Immunological means were used to determine the sex of mouse embryos prior to transfer to pseudopregnant recipients. Antisera to histocompatibility-Y (H-Y) antigen were prepared in adult C57BL/6 female mice by repeated intraperitoneal injections of spleen cells from males of the same strain. Eight-to 16-cell embryos were cultured in BMOC-3 alone or BMOC-3 without bovine serum albumin to which one of the following had been added: H-Y antiserum and normal guinea pig serum (NGPS), NGPS alone, normal mouse serum alone or normal mouse serum and NGPS. After 24 hr of culture, embryos were classified as either affected or unaffected.
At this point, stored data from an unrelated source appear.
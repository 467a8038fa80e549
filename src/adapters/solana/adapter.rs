//! Solana Chain Adapter
//!
//! Implements the chain port for Solana: Base58 address validation, lamport
//! balances, Jupiter-built swap transactions, and versioned-transaction
//! signing from the custodial 32-byte seed.

use async_trait::async_trait;
use base64::Engine;
use solana_sdk::signature::Signature;
use solana_sdk::signer::keypair::keypair_from_seed;
use solana_sdk::signer::Signer;
use solana_sdk::transaction::VersionedTransaction;
use tracing::{debug, info};

use super::rpc::SolanaRpc;
use crate::adapters::jupiter::{JupiterClient, QuoteRequest, SwapTxRequest};
use crate::domain::{Chain, SwapDirection};
use crate::ports::chain::{
    ChainAdapter, ChainError, SignedSwapTx, SwapBuildParams, UnsignedPayload, UnsignedSwapTx,
};
use crate::ports::secrets::SecretMaterial;

pub struct SolanaAdapter {
    rpc: SolanaRpc,
    jupiter: JupiterClient,
}

impl SolanaAdapter {
    pub fn new(rpc: SolanaRpc, jupiter: JupiterClient) -> Self {
        Self { rpc, jupiter }
    }
}

#[async_trait]
impl ChainAdapter for SolanaAdapter {
    fn chain(&self) -> Chain {
        Chain::Solana
    }

    /// A Solana address is a 32-byte Base58-encoded public key
    fn validate_address(&self, address: &str) -> bool {
        matches!(bs58::decode(address).into_vec(), Ok(bytes) if bytes.len() == 32)
    }

    async fn native_balance(&self, address: &str) -> Result<u64, ChainError> {
        self.rpc.get_balance(address).await
    }

    async fn build_swap_tx(&self, params: &SwapBuildParams) -> Result<UnsignedSwapTx, ChainError> {
        let quote_request = match params.direction {
            SwapDirection::NativeToToken => QuoteRequest::sol_to_token(
                &params.counter_asset,
                params.amount_raw,
                params.slippage_bps,
            ),
            SwapDirection::TokenToNative => QuoteRequest::token_to_sol(
                &params.counter_asset,
                params.amount_raw,
                params.slippage_bps,
            ),
        };

        let quote = self.jupiter.get_quote(&quote_request).await?;
        if quote.output_amount() == 0 {
            return Err(ChainError::RouterError(
                "jupiter quoted zero output".to_string(),
            ));
        }
        debug!(
            in_amount = quote.input_amount(),
            out_amount = quote.output_amount(),
            min_out = quote.min_output_amount(),
            "jupiter quote for swap build"
        );

        let quote_json = serde_json::to_value(&quote).map_err(|e| ChainError::BadResponse {
            endpoint: "jupiter quote",
            detail: e.to_string(),
        })?;
        let swap_request = SwapTxRequest::new(params.wallet_address.clone(), quote_json);
        let swap = self.jupiter.build_swap_transaction(&swap_request).await?;

        // The router only moves lamports for native->token swaps; sells spend
        // the token side and pay fees from the gas reserve.
        let attached_value_raw = match params.direction {
            SwapDirection::NativeToToken => params.amount_raw,
            SwapDirection::TokenToNative => 0,
        };

        Ok(UnsignedSwapTx {
            chain: Chain::Solana,
            attached_value_raw,
            payload: UnsignedPayload::Solana {
                tx_base64: swap.swap_transaction,
            },
        })
    }

    fn sign(
        &self,
        tx: &UnsignedSwapTx,
        secret: &SecretMaterial,
    ) -> Result<SignedSwapTx, ChainError> {
        let UnsignedPayload::Solana { tx_base64 } = &tx.payload else {
            return Err(ChainError::SigningFailed(
                "non-Solana payload handed to the Solana adapter".to_string(),
            ));
        };
        let SecretMaterial::SolanaSeed(seed) = secret else {
            return Err(ChainError::SigningFailed(
                "expected a 32-byte seed for Solana".to_string(),
            ));
        };

        let tx_bytes = base64::engine::general_purpose::STANDARD
            .decode(tx_base64)
            .map_err(|e| ChainError::SigningFailed(format!("transaction not base64: {e}")))?;
        let mut transaction: VersionedTransaction = bincode::deserialize(&tx_bytes)
            .map_err(|e| ChainError::SigningFailed(format!("transaction not decodable: {e}")))?;

        let keypair = keypair_from_seed(seed.as_ref())
            .map_err(|e| ChainError::SigningFailed(format!("invalid seed: {e}")))?;

        let message_bytes = transaction.message.serialize();
        let signature = keypair.sign_message(&message_bytes);

        let signer_index = transaction
            .message
            .static_account_keys()
            .iter()
            .position(|key| *key == keypair.pubkey())
            .ok_or_else(|| {
                ChainError::SigningFailed("wallet is not a signer of this transaction".to_string())
            })?;

        let required = transaction.message.header().num_required_signatures as usize;
        if signer_index >= required {
            return Err(ChainError::SigningFailed(
                "wallet key is not in the required-signer set".to_string(),
            ));
        }
        if transaction.signatures.len() < required {
            transaction.signatures.resize(required, Signature::default());
        }
        transaction.signatures[signer_index] = signature;

        let raw = bincode::serialize(&transaction)
            .map_err(|e| ChainError::SigningFailed(format!("reserialize failed: {e}")))?;

        Ok(SignedSwapTx {
            chain: Chain::Solana,
            tx_id: signature.to_string(),
            raw,
        })
    }

    async fn submit(&self, tx: &SignedSwapTx) -> Result<String, ChainError> {
        let transaction: VersionedTransaction = bincode::deserialize(&tx.raw)
            .map_err(|e| ChainError::SubmissionFailed(format!("corrupt signed payload: {e}")))?;
        let signature = self.rpc.send_transaction(&transaction).await?;
        info!(tx_id = %signature, "solana swap transaction sent");
        Ok(signature)
    }
}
An embryo was classified as affected if degeneration of the embryo or breakdown of one or more cells was observed. A total of 1000 embryos were cultured in BMOC-3 with H-Y antiserum and NGPS (treated embryos). Two hundred and fifty embryos were cultured in each of the other four media (control embryos). Eighty-seven (9%) of the control embryos and 479 (48%) of the treated embryos were classified as affected after culture. Unaffected embryos, approximately 12 each, were transferred to pseudopregnant recipients. One-hundred forty control embryos (17%) survived to term with 67 females (48%) and 73 males (52%) born. Fifty-eight treated embryos (14%) survived to term, producing 50 females (86%) and 8 males (14%). Percentage of females from embryos cultured in antiserum was greater than for embryos cultured in any other media (P<0.001). These results demonstrate that detection of H-Y antigen on preimplantation embryos may be a useful and effective method of determining sex of an embryo prior to transfer.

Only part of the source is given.